## [EXTRACTED DATA]
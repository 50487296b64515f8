//! External process execution with output capture and bounded retries.
//!
//! Helm and terraform conflate "nothing to do" with real failure in their
//! exit codes, so this module captures everything a command prints, shows
//! the operator a one-dot-per-line heartbeat instead of the raw flood, and
//! lets each call site decide from the captured text whether a non-zero
//! exit was actually an acceptable no-op.

pub mod command;
#[cfg(test)]
pub mod fake;
pub mod output;
pub mod retry;

pub use command::{CommandSpec, ProcessRunner, ShellRunner};
pub use output::OutputCapture;
pub use retry::{Executor, Suppression};

use std::process::ExitStatus;
use thiserror::Error;

/// Errors from a single external command attempt.
#[derive(Debug, Error)]
pub enum ExecError {
    /// The command could not be started at all.
    #[error("failed to start {program}: {source}")]
    Spawn {
        /// Program that could not be started
        program: String,
        /// Underlying OS error
        #[source]
        source: std::io::Error,
    },

    /// The command ran but exited non-zero.
    #[error("{program} exited with {status}")]
    Failed {
        /// Program that failed
        program: String,
        /// Its exit status
        status: ExitStatus,
    },

    /// Output streaming failed mid-attempt (pipe or sink error).
    #[error("IO error while streaming command output: {0}")]
    Io(#[from] std::io::Error),
}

## [ASSIGNMENT]
Among the records above, repeat exactly the line with "external command attempt.", the line with "but exited non-zero.", and every line in between, and only those.

## [YOUR RESPONSE]
/// Errors from a single external command attempt.
#[derive(Debug, Error)]
pub enum ExecError {
    /// The command could not be started at all.
    #[error("failed to start {program}: {source}")]
    Spawn {
        /// Program that could not be started
        program: String,
        /// Underlying OS error
        #[source]
        source: std::io::Error,
    },

    /// The command ran but exited non-zero.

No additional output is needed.